#### [ASSIGNMENT]
Return the lines below in which the string "parts" occurs.
########
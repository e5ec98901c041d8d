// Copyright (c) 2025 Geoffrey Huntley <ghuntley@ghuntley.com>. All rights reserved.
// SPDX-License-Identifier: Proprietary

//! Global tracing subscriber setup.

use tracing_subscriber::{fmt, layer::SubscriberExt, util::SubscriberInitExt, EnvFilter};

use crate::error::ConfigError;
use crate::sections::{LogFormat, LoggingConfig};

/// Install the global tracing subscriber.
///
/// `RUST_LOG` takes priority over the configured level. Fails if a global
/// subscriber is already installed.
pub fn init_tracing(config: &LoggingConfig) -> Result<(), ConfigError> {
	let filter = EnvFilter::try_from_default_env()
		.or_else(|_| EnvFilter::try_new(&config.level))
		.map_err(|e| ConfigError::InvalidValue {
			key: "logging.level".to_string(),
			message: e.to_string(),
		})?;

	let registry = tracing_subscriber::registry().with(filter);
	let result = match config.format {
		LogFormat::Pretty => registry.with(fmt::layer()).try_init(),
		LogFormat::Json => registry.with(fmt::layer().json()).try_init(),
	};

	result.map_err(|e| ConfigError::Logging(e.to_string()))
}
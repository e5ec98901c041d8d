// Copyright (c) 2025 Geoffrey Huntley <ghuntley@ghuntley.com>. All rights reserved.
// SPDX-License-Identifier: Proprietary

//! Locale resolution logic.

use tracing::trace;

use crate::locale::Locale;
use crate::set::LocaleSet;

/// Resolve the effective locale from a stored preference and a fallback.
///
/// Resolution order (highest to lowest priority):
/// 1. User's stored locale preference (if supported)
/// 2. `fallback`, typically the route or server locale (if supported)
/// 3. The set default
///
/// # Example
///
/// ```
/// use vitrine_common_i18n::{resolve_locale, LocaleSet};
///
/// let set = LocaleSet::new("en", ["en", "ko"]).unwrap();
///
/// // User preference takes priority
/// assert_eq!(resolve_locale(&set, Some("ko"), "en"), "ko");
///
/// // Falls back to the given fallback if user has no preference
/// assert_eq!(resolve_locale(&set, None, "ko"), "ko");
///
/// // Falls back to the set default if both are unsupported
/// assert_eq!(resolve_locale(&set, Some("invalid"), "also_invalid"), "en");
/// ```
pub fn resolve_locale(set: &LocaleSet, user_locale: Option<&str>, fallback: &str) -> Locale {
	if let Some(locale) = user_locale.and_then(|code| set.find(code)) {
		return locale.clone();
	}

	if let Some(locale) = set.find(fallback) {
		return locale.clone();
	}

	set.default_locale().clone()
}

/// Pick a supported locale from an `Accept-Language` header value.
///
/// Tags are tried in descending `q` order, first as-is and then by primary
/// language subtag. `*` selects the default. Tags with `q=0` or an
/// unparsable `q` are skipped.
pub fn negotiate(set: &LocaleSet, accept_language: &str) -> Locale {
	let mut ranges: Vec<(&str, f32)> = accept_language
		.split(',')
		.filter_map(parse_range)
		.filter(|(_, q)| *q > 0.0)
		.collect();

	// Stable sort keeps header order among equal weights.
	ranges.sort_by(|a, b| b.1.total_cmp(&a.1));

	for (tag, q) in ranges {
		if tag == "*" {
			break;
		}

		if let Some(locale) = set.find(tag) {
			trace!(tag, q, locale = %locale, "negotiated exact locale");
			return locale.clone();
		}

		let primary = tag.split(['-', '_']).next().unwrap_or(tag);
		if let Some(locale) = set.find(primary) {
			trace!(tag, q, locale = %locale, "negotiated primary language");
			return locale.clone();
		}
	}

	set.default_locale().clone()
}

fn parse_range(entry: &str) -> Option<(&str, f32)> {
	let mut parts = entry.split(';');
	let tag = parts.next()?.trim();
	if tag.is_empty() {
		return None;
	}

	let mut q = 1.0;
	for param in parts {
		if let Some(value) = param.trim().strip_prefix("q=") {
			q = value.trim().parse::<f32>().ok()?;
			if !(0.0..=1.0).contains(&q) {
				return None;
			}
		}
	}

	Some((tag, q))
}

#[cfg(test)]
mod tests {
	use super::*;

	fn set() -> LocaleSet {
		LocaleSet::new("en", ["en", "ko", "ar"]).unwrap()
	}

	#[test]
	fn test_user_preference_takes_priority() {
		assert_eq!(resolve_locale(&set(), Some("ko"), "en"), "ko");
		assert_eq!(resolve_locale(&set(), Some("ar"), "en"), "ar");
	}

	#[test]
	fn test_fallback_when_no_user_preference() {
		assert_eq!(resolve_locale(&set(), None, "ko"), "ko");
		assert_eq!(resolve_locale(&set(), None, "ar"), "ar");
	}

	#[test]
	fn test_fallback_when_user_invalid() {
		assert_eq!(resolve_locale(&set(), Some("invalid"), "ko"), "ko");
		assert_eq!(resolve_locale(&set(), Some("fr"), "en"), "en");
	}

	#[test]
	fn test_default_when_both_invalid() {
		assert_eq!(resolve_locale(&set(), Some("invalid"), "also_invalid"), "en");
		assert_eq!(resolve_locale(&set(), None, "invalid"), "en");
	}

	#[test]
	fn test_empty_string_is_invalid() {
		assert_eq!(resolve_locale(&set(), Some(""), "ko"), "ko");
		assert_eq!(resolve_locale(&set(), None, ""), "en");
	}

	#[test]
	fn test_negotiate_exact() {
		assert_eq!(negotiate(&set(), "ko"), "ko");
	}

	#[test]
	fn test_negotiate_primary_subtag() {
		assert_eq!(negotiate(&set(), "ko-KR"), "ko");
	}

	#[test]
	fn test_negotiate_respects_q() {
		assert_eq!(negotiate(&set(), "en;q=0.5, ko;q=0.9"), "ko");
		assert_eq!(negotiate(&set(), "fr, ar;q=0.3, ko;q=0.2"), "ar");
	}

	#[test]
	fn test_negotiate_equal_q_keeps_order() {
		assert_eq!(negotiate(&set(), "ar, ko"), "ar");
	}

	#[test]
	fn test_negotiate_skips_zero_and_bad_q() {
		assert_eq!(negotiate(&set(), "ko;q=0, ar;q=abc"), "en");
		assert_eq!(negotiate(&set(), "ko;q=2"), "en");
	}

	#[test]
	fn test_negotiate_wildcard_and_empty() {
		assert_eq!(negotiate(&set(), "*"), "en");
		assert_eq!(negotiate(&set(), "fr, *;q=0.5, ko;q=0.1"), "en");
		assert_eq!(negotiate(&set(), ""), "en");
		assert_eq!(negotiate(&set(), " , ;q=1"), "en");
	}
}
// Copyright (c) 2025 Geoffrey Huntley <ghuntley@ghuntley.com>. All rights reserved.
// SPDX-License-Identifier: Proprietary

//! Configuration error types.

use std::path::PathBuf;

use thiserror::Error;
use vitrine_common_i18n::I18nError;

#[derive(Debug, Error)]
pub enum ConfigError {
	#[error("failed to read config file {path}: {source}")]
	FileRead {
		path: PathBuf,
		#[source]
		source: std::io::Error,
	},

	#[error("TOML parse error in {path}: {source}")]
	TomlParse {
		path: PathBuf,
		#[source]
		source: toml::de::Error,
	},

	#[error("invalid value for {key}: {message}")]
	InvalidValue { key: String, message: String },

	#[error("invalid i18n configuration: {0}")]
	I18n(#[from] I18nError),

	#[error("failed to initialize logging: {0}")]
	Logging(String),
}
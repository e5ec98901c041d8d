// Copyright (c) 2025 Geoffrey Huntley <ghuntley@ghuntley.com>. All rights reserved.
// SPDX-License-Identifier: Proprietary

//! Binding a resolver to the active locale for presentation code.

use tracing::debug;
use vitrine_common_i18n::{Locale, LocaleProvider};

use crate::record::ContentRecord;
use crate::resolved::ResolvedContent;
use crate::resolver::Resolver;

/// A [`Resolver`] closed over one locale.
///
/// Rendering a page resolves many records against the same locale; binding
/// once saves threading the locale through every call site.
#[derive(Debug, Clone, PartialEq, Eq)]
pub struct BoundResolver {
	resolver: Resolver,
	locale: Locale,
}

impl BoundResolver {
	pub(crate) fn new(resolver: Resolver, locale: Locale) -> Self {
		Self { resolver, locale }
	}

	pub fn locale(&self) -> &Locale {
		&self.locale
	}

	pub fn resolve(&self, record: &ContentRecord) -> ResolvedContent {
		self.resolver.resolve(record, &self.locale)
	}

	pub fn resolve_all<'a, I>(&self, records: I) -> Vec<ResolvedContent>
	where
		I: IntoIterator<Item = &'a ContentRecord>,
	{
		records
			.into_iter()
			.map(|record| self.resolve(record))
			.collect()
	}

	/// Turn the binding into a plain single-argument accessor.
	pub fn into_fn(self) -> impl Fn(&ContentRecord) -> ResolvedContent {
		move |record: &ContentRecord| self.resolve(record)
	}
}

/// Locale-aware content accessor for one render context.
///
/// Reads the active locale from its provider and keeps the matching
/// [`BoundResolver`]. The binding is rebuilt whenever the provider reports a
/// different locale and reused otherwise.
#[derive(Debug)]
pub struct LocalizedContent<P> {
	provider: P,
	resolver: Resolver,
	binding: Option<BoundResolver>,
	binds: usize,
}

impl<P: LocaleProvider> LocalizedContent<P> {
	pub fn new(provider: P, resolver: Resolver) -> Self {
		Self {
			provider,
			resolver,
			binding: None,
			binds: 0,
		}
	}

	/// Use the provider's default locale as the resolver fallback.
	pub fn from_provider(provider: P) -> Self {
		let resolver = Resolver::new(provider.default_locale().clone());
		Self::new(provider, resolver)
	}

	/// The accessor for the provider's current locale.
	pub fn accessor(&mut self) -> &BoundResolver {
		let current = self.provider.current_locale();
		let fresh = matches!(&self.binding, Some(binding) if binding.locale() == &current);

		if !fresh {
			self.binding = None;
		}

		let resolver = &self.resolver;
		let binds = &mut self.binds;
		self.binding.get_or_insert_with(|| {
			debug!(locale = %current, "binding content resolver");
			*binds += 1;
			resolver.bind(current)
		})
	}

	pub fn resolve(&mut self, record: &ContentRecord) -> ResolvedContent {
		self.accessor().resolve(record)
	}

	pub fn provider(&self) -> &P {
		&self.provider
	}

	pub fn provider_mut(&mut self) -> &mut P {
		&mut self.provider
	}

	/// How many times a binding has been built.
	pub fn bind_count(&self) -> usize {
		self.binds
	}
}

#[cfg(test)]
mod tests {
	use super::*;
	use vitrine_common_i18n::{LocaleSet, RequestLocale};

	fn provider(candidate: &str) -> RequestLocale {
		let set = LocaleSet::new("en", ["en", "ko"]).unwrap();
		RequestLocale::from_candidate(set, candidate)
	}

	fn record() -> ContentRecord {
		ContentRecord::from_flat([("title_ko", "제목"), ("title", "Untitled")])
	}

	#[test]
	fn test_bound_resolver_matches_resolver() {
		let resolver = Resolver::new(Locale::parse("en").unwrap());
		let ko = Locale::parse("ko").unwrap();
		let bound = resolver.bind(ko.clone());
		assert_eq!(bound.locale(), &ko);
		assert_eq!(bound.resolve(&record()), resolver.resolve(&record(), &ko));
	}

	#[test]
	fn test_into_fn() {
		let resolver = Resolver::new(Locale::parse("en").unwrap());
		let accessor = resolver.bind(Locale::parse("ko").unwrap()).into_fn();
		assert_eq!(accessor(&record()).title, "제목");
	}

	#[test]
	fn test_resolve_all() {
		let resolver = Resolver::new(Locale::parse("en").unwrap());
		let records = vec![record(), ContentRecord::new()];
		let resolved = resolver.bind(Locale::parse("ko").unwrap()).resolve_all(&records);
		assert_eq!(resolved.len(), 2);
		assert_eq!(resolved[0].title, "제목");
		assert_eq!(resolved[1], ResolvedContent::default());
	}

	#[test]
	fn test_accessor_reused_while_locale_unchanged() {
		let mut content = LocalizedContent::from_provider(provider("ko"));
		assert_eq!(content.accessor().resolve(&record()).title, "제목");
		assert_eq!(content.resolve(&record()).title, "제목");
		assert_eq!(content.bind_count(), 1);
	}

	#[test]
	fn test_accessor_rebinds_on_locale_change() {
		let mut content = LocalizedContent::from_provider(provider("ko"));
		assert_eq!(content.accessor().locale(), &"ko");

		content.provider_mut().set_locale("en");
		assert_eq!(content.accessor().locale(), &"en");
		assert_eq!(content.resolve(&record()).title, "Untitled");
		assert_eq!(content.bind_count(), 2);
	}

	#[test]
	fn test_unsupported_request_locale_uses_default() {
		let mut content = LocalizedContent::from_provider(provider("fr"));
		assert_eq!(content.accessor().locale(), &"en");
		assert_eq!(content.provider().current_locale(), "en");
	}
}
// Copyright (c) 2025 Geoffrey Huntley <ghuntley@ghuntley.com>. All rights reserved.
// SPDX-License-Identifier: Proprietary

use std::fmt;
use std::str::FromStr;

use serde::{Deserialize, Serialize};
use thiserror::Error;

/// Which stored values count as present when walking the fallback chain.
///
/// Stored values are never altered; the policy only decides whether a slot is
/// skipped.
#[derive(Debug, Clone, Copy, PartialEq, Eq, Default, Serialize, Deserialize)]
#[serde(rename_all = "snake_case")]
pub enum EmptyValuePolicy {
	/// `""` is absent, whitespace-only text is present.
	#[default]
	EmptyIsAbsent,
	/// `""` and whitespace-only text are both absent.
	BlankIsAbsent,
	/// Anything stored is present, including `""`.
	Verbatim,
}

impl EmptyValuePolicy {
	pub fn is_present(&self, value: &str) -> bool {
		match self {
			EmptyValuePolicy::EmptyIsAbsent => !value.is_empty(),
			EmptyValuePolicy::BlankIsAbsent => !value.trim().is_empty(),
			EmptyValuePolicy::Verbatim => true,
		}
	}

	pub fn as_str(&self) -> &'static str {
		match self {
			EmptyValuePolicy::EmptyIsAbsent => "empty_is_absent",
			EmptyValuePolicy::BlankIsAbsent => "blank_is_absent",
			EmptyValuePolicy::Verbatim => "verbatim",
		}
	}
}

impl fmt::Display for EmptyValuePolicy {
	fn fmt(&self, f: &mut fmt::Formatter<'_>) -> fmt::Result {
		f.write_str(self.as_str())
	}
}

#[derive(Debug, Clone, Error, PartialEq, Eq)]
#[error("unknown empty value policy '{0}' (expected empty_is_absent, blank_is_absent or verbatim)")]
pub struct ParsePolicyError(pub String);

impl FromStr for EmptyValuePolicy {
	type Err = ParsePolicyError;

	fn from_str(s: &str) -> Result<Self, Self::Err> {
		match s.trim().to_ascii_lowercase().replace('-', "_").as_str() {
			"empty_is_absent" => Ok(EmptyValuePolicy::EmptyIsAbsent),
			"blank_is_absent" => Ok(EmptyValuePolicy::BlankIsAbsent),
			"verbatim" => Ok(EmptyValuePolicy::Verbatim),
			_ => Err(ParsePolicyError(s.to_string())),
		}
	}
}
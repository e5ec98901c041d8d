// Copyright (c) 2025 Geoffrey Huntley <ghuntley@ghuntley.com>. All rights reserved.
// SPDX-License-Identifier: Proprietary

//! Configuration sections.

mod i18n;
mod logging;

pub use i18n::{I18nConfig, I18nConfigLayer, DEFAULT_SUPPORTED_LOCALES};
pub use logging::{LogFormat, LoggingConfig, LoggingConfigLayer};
########
#### [REPLY TO THE EXERCISE]
	let mut parts = entry.split(';');
	let tag = parts.next()?.trim();
	for param in parts {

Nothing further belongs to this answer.